RELATED: Let's Talk About Race: #BlackLivesMatter Hashtag Actually Sparking Dialogue

The metaphor, Beck said, was intended to draw attention to white Americans' neglect to understand the very real issues, like police brutality, facing black Americans on a daily basis. He repeated the "All Lives Matter" mantra in an NPR interview the following day, where he further urged all Americans "to start listening to each other and getting out of our own little labeled bubbles."

Beck's "labeled bubbles" theory may be ground in reality. A Pew Research Center survey released Monday finds "significant differences" in the way black and white adults use social media to share and interact with race-related content. A Pew analysis of 995 million tweets over a 15-month period - from January 1, 2015 to March 31, 2016 - reveals that events from Baltimore, to Charleston, South Carolina, to Dallas "often serve as a catalyst for social media conversations about race" that go beyond just hashtag activism.

The conservative backlash to Beck's new-found position was immediate. Leading sites, Breitbart News and The Drudge Report, lambasted Beck's comments, which were made just hours before riots in Milwaukee following the fatal shooting of Sylville K. Smith at the hands of police.

"While Glenn Beck would like people to believe he’s insightful, critics of Black Lives Matter don’t need his hectoring," wrote Breitbart's Lee Stranahan.

Some conservatives, though, supported Beck's position. Ben Howe, a RedState contributing editor and like Beck, a notable anti-Trump conservative, applauded Beck for "recognizing that Black lives Matter as a slogan is not necessarily an exclusionary statement.” He went on to criticize Breitbart and others for their "insincere outrage" that, he says, was indicative of a larger trend in this election year of "putting business ahead of debate."

"Laura Ingraham, Sean Hannity, Breitbart News and the Drudge Report are withering away any credibility they may have once had in the last months of this campaign," Howe told NBC News. "Glenn has looked at the issues facing black Americans and re-thought his opinions; the others [pundits] are just in the profit-making business of feeding their audience whatever they want to hear."

He added that the disdain many conservatives hold for the Black Lives Matter movement is largely a product of the base's own doing, “This election has made a lot of us [conservatives] realize that ignoring an element within our ranks for too long has become a form for enabling it.”

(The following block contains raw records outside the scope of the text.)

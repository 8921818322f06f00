//! Chunk planning over a borrowed payload.

use std::fmt;

/// A slice of the payload sent in one request.
#[derive(Clone, Copy)]
pub struct Chunk<'a> {
    /// Byte offset of the first byte in the payload.
    pub offset: u64,
    /// The chunk bytes.
    pub data: &'a [u8],
}

impl<'a> Chunk<'a> {
    /// The chunk starting at `offset`, at most `chunk_size` bytes long.
    ///
    /// Returns `None` once `offset` reaches the end of the payload.
    pub fn at(payload: &'a [u8], offset: u64, chunk_size: usize) -> Option<Self> {
        let start = usize::try_from(offset).ok()?;
        if start >= payload.len() || chunk_size == 0 {
            return None;
        }
        let end = start.saturating_add(chunk_size).min(payload.len());
        Some(Self {
            offset,
            data: &payload[start..end],
        })
    }

    /// Chunk length in bytes.
    pub fn len(&self) -> u64 {
        self.data.len() as u64
    }

    pub fn is_empty(&self) -> bool {
        self.data.is_empty()
    }

    /// Offset just past the last byte of this chunk.
    pub fn end(&self) -> u64 {
        self.offset + self.len()
    }
}

impl fmt::Debug for Chunk<'_> {
    fn fmt(&self, f: &mut fmt::Formatter<'_>) -> fmt::Result {
        f.debug_struct("Chunk")
            .field("offset", &self.offset)
            .field("len", &self.data.len())
            .finish()
    }
}

/// Number of chunks needed for `total_size` bytes.
pub fn chunk_count(total_size: u64, chunk_size: usize) -> u64 {
    if chunk_size == 0 {
        return 0;
    }
    total_size.div_ceil(chunk_size as u64)
}
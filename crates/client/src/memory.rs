//! Free-memory diagnostics around critical upload steps.
//!
//! Samples never influence control flow. They exist to correlate field
//! failures with fragmentation or exhaustion of the device's memory pools.

use std::fmt;

/// Free memory at one point in time.
#[derive(Debug, Clone, Copy, PartialEq, Eq)]
pub struct MemorySample {
    /// Available bytes in the primary pool.
    pub primary_free: u64,
    /// Available bytes in the secondary pool, where the platform has one.
    pub secondary_free: Option<u64>,
}

/// Source of free-memory figures.
///
/// Firmware ports implement this over their allocator statistics.
pub trait MemoryProbe: Send + Sync {
    fn sample(&self) -> Option<MemorySample>;
}

/// Reads `MemAvailable` (primary) and `SwapFree` (secondary) from
/// `/proc/meminfo`. Yields nothing on platforms without it.
#[derive(Debug, Default, Clone, Copy)]
pub struct SystemMemoryProbe;

impl MemoryProbe for SystemMemoryProbe {
    fn sample(&self) -> Option<MemorySample> {
        let meminfo = std::fs::read_to_string("/proc/meminfo").ok()?;
        parse_meminfo(&meminfo)
    }
}

fn parse_meminfo(meminfo: &str) -> Option<MemorySample> {
    let field_bytes = |name: &str| {
        meminfo.lines().find_map(|line| {
            let rest = line.strip_prefix(name)?.strip_prefix(':')?;
            let kib: u64 = rest.trim().trim_end_matches("kB").trim().parse().ok()?;
            Some(kib * 1024)
        })
    };
    Some(MemorySample {
        primary_free: field_bytes("MemAvailable")?,
        secondary_free: field_bytes("SwapFree").filter(|&free| free > 0),
    })
}

/// Records labelled memory samples and the primary low-water mark.
pub struct MemoryMonitor {
    probe: Option<Box<dyn MemoryProbe>>,
    last: Option<MemorySample>,
    min_primary_free: Option<u64>,
}

impl MemoryMonitor {
    pub fn new(probe: impl MemoryProbe + 'static) -> Self {
        Self {
            probe: Some(Box::new(probe)),
            last: None,
            min_primary_free: None,
        }
    }

    /// A monitor that records nothing.
    pub fn disabled() -> Self {
        Self {
            probe: None,
            last: None,
            min_primary_free: None,
        }
    }

    pub fn is_enabled(&self) -> bool {
        self.probe.is_some()
    }

    /// Sample free memory and log it under `label`.
    pub fn snapshot(&mut self, label: &str) {
        let Some(sample) = self.probe.as_ref().and_then(|probe| probe.sample()) else {
            return;
        };
        let min = self
            .min_primary_free
            .map_or(sample.primary_free, |min| min.min(sample.primary_free));
        self.min_primary_free = Some(min);
        self.last = Some(sample);

        tracing::debug!(
            target: "chunklift::memory",
            label,
            primary_free = sample.primary_free,
            secondary_free = sample.secondary_free,
            min_primary_free = min,
            "memory snapshot"
        );
    }

    /// Most recent sample.
    pub fn last(&self) -> Option<MemorySample> {
        self.last
    }

    /// Lowest primary free figure seen so far.
    pub fn min_primary_free(&self) -> Option<u64> {
        self.min_primary_free
    }
}

impl fmt::Debug for MemoryMonitor {
    fn fmt(&self, f: &mut fmt::Formatter<'_>) -> fmt::Result {
        f.debug_struct("MemoryMonitor")
            .field("enabled", &self.is_enabled())
            .field("last", &self.last)
            .field("min_primary_free", &self.min_primary_free)
            .finish()
    }
}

While Beck came under attack by conservatives, supporters of the Black Lives Matter movement had mixed feelings.

Shaun King, a prominent Black Lives Matter activist who has been targeted by Beck for his work, welcomed Beck's comments, if not with caveats.

"As someone who has been targeted and attacked repeatedly by Glenn Beck, I struggle to take his thoughts on the Black Lives Matter movement seriously," King told NBC News. "Nonetheless, it appears he has at least grown to understand why we exist, even if he doesn't actually support the movement in any meaningful ways."